* [Instructions for the task]
Filter the data below, keeping only lines that contain "return".

Stored items from a collection
===

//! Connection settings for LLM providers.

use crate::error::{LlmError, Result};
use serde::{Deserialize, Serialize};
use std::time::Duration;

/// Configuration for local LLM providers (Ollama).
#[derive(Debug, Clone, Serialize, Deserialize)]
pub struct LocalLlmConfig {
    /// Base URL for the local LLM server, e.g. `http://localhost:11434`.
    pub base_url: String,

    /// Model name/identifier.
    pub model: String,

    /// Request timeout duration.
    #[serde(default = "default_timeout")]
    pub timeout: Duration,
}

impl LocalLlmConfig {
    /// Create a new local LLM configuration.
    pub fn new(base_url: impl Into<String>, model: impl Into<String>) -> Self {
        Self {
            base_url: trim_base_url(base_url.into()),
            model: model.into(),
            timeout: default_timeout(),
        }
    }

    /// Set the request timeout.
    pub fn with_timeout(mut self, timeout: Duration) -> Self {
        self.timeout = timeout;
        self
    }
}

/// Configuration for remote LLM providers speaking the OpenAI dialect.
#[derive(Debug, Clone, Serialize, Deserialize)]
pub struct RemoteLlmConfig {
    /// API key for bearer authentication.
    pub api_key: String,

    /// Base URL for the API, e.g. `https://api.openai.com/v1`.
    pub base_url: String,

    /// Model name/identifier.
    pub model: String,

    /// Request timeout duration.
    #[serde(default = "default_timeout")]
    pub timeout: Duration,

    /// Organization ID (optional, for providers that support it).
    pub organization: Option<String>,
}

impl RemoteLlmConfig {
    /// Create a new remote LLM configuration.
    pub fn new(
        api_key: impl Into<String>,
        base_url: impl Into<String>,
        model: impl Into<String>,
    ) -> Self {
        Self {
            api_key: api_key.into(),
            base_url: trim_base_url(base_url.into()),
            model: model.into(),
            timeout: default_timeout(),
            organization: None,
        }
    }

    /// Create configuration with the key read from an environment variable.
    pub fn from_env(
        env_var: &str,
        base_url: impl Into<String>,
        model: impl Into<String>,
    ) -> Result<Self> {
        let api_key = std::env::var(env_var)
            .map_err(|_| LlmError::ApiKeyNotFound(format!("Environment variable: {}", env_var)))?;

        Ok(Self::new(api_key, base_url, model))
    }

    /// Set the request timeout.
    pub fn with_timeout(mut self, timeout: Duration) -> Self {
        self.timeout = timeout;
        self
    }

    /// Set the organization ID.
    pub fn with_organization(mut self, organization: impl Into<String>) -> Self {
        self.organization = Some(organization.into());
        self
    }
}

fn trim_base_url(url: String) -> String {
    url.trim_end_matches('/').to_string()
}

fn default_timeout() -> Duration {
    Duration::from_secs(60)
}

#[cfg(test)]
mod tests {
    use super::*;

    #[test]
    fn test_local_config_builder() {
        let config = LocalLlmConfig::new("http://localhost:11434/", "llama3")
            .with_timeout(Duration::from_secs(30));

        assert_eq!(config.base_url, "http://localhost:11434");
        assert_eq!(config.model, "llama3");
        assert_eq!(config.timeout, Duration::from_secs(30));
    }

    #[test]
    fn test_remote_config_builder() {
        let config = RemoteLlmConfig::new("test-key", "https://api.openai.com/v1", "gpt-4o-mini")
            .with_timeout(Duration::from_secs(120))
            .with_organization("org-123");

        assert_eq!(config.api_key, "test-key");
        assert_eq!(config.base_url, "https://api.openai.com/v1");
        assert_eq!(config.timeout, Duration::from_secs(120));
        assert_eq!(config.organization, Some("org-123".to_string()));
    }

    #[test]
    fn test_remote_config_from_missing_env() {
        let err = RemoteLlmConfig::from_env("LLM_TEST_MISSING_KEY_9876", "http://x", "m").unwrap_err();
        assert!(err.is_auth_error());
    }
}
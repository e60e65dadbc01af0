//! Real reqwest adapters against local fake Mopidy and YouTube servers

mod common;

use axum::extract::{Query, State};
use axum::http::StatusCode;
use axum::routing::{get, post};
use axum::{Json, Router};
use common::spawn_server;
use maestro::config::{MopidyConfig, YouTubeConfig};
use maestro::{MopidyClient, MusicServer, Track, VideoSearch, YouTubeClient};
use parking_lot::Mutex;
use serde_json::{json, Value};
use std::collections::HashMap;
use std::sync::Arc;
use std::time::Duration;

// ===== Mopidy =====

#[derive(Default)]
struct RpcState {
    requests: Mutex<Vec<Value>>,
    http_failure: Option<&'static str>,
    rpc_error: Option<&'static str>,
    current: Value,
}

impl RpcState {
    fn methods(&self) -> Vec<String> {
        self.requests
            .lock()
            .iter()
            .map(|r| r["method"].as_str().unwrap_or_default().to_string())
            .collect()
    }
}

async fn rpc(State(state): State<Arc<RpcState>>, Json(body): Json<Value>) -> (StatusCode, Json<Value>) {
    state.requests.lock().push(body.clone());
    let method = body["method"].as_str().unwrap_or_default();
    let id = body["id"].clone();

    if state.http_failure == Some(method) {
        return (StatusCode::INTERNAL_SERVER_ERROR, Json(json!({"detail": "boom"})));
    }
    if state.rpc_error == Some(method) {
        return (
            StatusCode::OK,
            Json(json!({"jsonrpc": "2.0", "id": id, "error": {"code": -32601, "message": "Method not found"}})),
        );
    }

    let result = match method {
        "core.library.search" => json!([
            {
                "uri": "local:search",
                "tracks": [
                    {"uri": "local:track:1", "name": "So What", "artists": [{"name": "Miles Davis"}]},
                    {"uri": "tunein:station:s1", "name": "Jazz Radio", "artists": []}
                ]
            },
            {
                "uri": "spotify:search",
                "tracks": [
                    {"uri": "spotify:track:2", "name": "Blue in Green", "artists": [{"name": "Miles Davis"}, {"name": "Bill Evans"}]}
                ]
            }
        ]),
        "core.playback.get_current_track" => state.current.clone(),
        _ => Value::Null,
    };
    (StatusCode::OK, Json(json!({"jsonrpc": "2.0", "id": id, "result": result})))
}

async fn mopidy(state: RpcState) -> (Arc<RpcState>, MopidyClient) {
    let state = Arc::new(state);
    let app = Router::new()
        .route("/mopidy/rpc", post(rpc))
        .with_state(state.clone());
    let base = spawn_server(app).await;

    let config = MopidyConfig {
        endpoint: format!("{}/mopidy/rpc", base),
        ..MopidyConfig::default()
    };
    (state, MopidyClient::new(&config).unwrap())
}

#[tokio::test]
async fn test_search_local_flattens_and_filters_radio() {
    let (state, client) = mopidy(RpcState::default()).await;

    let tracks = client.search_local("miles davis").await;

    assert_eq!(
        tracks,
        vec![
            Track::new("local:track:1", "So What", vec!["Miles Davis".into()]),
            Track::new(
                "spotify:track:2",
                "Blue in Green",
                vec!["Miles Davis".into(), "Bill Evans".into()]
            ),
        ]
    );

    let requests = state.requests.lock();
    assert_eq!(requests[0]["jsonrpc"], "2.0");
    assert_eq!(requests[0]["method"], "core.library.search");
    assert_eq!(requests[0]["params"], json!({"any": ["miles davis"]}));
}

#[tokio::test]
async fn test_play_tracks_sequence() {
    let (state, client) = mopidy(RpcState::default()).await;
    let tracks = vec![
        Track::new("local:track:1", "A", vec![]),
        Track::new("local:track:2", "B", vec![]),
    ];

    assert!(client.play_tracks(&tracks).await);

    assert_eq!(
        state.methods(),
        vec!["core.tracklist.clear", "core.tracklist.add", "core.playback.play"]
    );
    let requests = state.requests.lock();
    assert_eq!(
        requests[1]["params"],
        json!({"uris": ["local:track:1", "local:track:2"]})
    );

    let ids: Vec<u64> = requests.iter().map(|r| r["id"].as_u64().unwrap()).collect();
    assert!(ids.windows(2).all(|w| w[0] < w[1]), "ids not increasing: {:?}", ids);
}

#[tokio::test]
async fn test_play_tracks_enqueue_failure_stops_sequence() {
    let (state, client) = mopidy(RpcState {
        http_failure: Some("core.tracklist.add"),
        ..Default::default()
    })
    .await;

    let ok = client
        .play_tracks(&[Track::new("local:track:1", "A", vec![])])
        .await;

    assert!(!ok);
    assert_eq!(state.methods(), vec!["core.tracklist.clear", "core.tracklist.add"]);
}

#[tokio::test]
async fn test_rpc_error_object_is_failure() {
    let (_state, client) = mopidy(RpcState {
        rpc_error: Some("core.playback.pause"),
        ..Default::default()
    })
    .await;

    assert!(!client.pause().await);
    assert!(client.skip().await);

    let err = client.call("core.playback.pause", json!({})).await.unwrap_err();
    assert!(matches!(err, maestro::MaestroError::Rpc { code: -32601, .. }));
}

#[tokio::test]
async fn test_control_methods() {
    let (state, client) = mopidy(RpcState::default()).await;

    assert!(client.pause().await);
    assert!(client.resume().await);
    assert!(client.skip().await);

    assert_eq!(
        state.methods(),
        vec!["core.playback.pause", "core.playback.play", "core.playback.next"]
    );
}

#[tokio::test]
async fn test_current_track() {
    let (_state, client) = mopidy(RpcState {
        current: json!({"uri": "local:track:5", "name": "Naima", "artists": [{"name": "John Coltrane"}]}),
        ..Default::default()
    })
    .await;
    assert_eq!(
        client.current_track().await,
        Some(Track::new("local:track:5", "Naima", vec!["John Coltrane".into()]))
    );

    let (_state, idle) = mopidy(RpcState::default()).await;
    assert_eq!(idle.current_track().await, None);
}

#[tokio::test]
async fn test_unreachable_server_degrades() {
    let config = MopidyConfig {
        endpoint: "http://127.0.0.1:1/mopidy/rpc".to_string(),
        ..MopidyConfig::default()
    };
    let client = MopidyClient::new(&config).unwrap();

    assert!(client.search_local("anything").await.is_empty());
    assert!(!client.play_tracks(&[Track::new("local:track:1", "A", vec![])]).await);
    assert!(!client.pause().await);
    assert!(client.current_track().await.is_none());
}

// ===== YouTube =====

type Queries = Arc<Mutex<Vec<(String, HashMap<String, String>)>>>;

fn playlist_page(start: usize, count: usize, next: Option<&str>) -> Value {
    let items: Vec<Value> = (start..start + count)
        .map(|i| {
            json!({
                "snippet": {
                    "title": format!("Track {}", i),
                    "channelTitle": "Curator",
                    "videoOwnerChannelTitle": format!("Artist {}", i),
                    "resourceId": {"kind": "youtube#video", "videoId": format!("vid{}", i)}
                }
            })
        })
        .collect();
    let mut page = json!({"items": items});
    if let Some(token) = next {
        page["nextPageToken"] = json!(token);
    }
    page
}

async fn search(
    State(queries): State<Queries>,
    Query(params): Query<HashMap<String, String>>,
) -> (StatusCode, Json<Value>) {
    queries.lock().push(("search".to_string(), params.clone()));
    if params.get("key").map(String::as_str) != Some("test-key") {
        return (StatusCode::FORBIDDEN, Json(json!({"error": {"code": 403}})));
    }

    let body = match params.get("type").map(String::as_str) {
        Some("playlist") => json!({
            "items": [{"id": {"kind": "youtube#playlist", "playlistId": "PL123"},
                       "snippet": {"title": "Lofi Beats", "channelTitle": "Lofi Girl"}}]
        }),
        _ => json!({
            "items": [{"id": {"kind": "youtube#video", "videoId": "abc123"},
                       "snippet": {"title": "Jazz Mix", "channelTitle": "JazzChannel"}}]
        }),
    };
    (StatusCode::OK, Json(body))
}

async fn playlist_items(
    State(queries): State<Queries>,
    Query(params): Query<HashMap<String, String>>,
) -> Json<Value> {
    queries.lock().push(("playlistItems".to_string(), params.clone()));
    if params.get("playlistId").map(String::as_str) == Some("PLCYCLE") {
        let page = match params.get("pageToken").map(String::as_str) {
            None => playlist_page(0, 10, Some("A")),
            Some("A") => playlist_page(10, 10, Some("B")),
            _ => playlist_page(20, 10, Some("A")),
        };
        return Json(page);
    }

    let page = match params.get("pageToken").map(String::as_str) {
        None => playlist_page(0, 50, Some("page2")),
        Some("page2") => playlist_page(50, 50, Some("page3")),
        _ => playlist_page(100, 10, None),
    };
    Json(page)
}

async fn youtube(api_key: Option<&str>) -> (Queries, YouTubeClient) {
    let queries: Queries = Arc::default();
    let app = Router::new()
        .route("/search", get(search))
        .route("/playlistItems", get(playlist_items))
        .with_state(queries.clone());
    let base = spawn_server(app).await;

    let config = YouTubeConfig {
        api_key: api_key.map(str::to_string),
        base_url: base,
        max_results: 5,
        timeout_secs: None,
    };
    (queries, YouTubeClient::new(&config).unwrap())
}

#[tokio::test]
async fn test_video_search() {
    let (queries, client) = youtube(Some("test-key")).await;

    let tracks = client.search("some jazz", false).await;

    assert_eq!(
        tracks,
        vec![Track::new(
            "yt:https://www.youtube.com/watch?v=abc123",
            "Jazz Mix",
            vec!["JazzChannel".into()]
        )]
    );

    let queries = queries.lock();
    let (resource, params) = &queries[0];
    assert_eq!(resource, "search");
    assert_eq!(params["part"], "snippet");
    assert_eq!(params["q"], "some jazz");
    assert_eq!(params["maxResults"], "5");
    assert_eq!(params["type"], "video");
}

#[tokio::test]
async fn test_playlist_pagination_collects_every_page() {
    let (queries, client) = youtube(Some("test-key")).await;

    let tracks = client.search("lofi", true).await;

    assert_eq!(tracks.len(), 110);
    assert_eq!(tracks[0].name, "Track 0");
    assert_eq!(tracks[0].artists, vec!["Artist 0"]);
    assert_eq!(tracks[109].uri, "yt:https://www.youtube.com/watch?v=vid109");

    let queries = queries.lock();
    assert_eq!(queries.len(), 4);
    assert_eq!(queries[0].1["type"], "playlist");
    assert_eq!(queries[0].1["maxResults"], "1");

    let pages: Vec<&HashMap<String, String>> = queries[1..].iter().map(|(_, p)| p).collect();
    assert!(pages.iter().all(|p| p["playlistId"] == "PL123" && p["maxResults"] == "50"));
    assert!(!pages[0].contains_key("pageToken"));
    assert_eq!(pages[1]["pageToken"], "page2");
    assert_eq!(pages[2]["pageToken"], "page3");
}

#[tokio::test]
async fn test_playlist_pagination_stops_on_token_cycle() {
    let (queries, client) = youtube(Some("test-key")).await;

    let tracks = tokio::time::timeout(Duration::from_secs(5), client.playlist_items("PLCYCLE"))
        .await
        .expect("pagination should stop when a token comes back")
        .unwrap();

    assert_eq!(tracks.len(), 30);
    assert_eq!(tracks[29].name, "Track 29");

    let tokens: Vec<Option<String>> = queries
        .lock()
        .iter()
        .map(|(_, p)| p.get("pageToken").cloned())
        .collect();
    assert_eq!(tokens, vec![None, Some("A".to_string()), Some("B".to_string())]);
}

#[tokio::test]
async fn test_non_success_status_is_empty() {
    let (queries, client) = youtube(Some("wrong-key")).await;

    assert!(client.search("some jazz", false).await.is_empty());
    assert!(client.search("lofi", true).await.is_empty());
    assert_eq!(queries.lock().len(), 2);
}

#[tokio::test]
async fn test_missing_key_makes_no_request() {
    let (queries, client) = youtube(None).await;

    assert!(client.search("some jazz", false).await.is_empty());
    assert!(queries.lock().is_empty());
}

===

* [Final answer]
        return (StatusCode::INTERNAL_SERVER_ERROR, Json(json!({"detail": "boom"})));
        return (
        return (StatusCode::FORBIDDEN, Json(json!({"error": {"code": 403}})));
        return Json(page);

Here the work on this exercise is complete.